_Data to examine_:
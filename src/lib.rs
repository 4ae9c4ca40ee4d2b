//! # Korium FS - Anonymous File-Sharing Request Routing
//!
//! The routing core of an anonymous peer-to-peer file-sharing service:
//!
//! - **Admission**: load estimators decide whether a query is worth a
//!   datastore lookup at the priority it pays
//! - **Peers**: per-peer queues, reservations, respect and performance data
//! - **Pending requests**: one record per outstanding query, duplicate-reply
//!   filters, reply evaluation and fan-out
//! - **Planning**: per-peer retransmission schedules with exponential
//!   back-off, shared between compatible requests
//! - **Dispatch**: the single actor tying everything to the datastore, the
//!   DHT, the direct-peer channel and the transport
//!
//! ## Architecture
//!
//! All routing state is owned by one actor (see [`dispatch`]) and mutated
//! only from its command loop. Collaborators are async traits ([`protocols`])
//! called from spawned tasks that post their completions back to the actor.
//! [`FsNode`] is the cheap, cloneable handle in front of it.
//!
//! ## Module Overview
//!
//! | Module | Purpose |
//! |--------|--------|
//! | `node` | Public handle for clients, transports and operators |
//! | `dispatch` | The actor: message handling and collaborator plumbing |
//! | `pending` | Pending request table and local lookups |
//! | `planner` | Per-peer query scheduling |
//! | `peers` | Connected-peer registry and send queues |
//! | `load` | Load estimators |
//! | `context` | Process-wide routing state and counters |
//! | `block` | Block types, key derivation, reply evaluation |
//! | `bloom` | Duplicate-reply filters |
//! | `messages` | Wire codec for peer and client messages |
//! | `protocols` | Collaborator trait definitions |
//! | `memory` | In-memory collaborators |
//! | `identity` | Ed25519 identities and location signatures |
//! | `config` | Tunables |

mod block;
mod bloom;
mod config;
mod context;
mod dispatch;
mod identity;
mod load;
mod memory;
mod messages;
mod node;
mod peers;
mod pending;
mod planner;
mod protocols;

pub use block::{content_hash, get_key, BlockType, Evaluation, Key, DBLOCK_SIZE};
pub use bloom::ReplyFilter;
pub use config::FsConfig;
pub use context::{Counters, Telemetry};
pub use dispatch::{Collaborators, Violation, MAX_CONTENT_EXPIRATION, TTL_DECREMENT};
pub use identity::{Identity, Keypair, LocationClaim, LOC_SIGNATURE_PURPOSE};
pub use load::{LoadValue, LoadVerdict};
pub use memory::{
    on_demand_placeholder, MemoryCadet, MemoryDatastore, MemoryDht, MemoryIndex, MemoryNetwork, MemoryPeerstore,
    MemoryTransport,
};
pub use messages::{
    ClientRequest, ClientResponse, ClientResult, GetMessage, IndexStart, IndexedFile, LocSignResponse, MigrationStop,
    PeerMessage, PutMessage, StartSearch, WireError, SEARCH_OPTION_CONTINUED, SEARCH_OPTION_LOOPBACK_ONLY,
};
pub use node::{ClientSession, FsNode};
pub use peers::PeerSnapshot;
pub use pending::ClientId;
pub use protocols::{
    Cadet, CadetReply, Datastore, DatastorePut, DatastoreQuery, DatastoreRecord, Dht, DhtGet, DhtLookup, DhtResult,
    Indexing, Peerstore, PutOutcome, Reservation, Transport,
};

_What you are asked to do_: Please reproduce the records above in their entirety, exactly as given.

_Answer section_:
filename src/lib.rs
repository 4ae9c4ca40ee4d2b
//! # Korium FS - Anonymous File-Sharing Request Routing
//!
//! The routing core of an anonymous peer-to-peer file-sharing service:
//!
//! - **Admission**: load estimators decide whether a query is worth a
//!   datastore lookup at the priority it pays
//! - **Peers**: per-peer queues, reservations, respect and performance data
//! - **Pending requests**: one record per outstanding query, duplicate-reply
//!   filters, reply evaluation and fan-out
//! - **Planning**: per-peer retransmission schedules with exponential
//!   back-off, shared between compatible requests
//! - **Dispatch**: the single actor tying everything to the datastore, the
//!   DHT, the direct-peer channel and the transport
//!
//! ## Architecture
//!
//! All routing state is owned by one actor (see [`dispatch`]) and mutated
//! only from its command loop. Collaborators are async traits ([`protocols`])
//! called from spawned tasks that post their completions back to the actor.
//! [`FsNode`] is the cheap, cloneable handle in front of it.
//!
//! ## Module Overview
//!
//! | Module | Purpose |
//! |--------|--------|
//! | `node` | Public handle for clients, transports and operators |
//! | `dispatch` | The actor: message handling and collaborator plumbing |
//! | `pending` | Pending request table and local lookups |
//! | `planner` | Per-peer query scheduling |
//! | `peers` | Connected-peer registry and send queues |
//! | `load` | Load estimators |
//! | `context` | Process-wide routing state and counters |
//! | `block` | Block types, key derivation, reply evaluation |
//! | `bloom` | Duplicate-reply filters |
//! | `messages` | Wire codec for peer and client messages |
//! | `protocols` | Collaborator trait definitions |
//! | `memory` | In-memory collaborators |
//! | `identity` | Ed25519 identities and location signatures |
//! | `config` | Tunables |

mod block;
mod bloom;
mod config;
mod context;
mod dispatch;
mod identity;
mod load;
mod memory;
mod messages;
mod node;
mod peers;
mod pending;
mod planner;
mod protocols;

pub use block::{content_hash, get_key, BlockType, Evaluation, Key, DBLOCK_SIZE};
pub use bloom::ReplyFilter;
pub use config::FsConfig;
pub use context::{Counters, Telemetry};
pub use dispatch::{Collaborators, Violation, MAX_CONTENT_EXPIRATION, TTL_DECREMENT};
pub use identity::{Identity, Keypair, LocationClaim, LOC_SIGNATURE_PURPOSE};
pub use load::{LoadValue, LoadVerdict};
pub use memory::{
    on_demand_placeholder, MemoryCadet, MemoryDatastore, MemoryDht, MemoryIndex, MemoryNetwork, MemoryPeerstore,
    MemoryTransport,
};
pub use messages::{
    ClientRequest, ClientResponse, ClientResult, GetMessage, IndexStart, IndexedFile, LocSignResponse, MigrationStop,
    PeerMessage, PutMessage, StartSearch, WireError, SEARCH_OPTION_CONTINUED, SEARCH_OPTION_LOOPBACK_ONLY,
};
pub use node::{ClientSession, FsNode};
pub use peers::PeerSnapshot;
pub use pending::ClientId;
pub use protocols::{
    Cadet, CadetReply, Datastore, DatastorePut, DatastoreQuery, DatastoreRecord, Dht, DhtGet, DhtLookup, DhtResult,
    Indexing, Peerstore, PutOutcome, Reservation, Transport,
};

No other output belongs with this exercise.